What to work on → Every line below that holds the string "header" should be copied out.
##### Data under study #####
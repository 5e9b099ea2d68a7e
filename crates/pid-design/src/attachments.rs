//! Special-instruction attachments: files and voice notes sent inline.

use crate::DesignError;
use base64::Engine as _;
use pid_core::project::AttachedFile;
use std::path::Path;

pub const DEFAULT_MIME: &str = "application/octet-stream";

/// Largest payload sent inline with a request.
pub const MAX_INLINE_BYTES: usize = 20 * 1024 * 1024;

/// MIME type from the file extension.
pub fn guess_mime(name: &str) -> &'static str {
    let ext = Path::new(name)
        .extension()
        .and_then(|e| e.to_str())
        .map(str::to_ascii_lowercase);
    match ext.as_deref() {
        Some("png") => "image/png",
        Some("jpg" | "jpeg") => "image/jpeg",
        Some("webp") => "image/webp",
        Some("gif") => "image/gif",
        Some("heic") => "image/heic",
        Some("svg") => "image/svg+xml",
        Some("pdf") => "application/pdf",
        Some("txt") => "text/plain",
        Some("md") => "text/markdown",
        Some("csv") => "text/csv",
        Some("html" | "htm") => "text/html",
        Some("json") => "application/json",
        Some("doc") => "application/msword",
        Some("docx") => "application/vnd.openxmlformats-officedocument.wordprocessingml.document",
        Some("xls") => "application/vnd.ms-excel",
        Some("xlsx") => "application/vnd.openxmlformats-officedocument.spreadsheetml.sheet",
        Some("webm") => "audio/webm",
        Some("wav") => "audio/wav",
        Some("mp3") => "audio/mpeg",
        Some("m4a") => "audio/mp4",
        Some("ogg") => "audio/ogg",
        _ => DEFAULT_MIME,
    }
}

/// Wrap raw bytes. An empty `mime_type` falls back to `DEFAULT_MIME`.
pub fn attach_bytes(name: impl Into<String>, mime_type: &str, bytes: &[u8]) -> AttachedFile {
    let mime_type = match mime_type.trim() {
        "" => DEFAULT_MIME,
        mime => mime,
    };
    AttachedFile {
        name: name.into(),
        mime_type: mime_type.to_string(),
        data: base64::engine::general_purpose::STANDARD.encode(bytes),
    }
}

/// Read a file from disk, guessing its MIME type from the extension.
pub fn attach_file(path: impl AsRef<Path>) -> Result<AttachedFile, DesignError> {
    let path = path.as_ref();
    let bytes = std::fs::read(path).map_err(|source| DesignError::Attachment {
        path: path.to_path_buf(),
        source,
    })?;
    if bytes.len() > MAX_INLINE_BYTES {
        return Err(DesignError::AttachmentTooLarge {
            path: path.to_path_buf(),
            size: bytes.len(),
        });
    }
    let name = path
        .file_name()
        .map(|n| n.to_string_lossy().into_owned())
        .unwrap_or_else(|| path.display().to_string());
    log::debug!("attached {name} ({} bytes)", bytes.len());
    Ok(attach_bytes(name.clone(), guess_mime(&name), &bytes))
}

/// Strip a `data:<mime>;base64,` prefix, as produced by browser file readers.
pub fn from_data_url(name: impl Into<String>, url: &str) -> Option<AttachedFile> {
    let rest = url.strip_prefix("data:")?;
    let (header, data) = rest.split_once(',')?;
    let mime = header.strip_suffix(";base64")?;
    Some(AttachedFile {
        name: name.into(),
        mime_type: if mime.is_empty() { DEFAULT_MIME } else { mime }.to_string(),
        data: data.to_string(),
    })
}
#####
Answer →
    let (header, data) = rest.split_once(',')?;
    let mime = header.strip_suffix(";base64")?;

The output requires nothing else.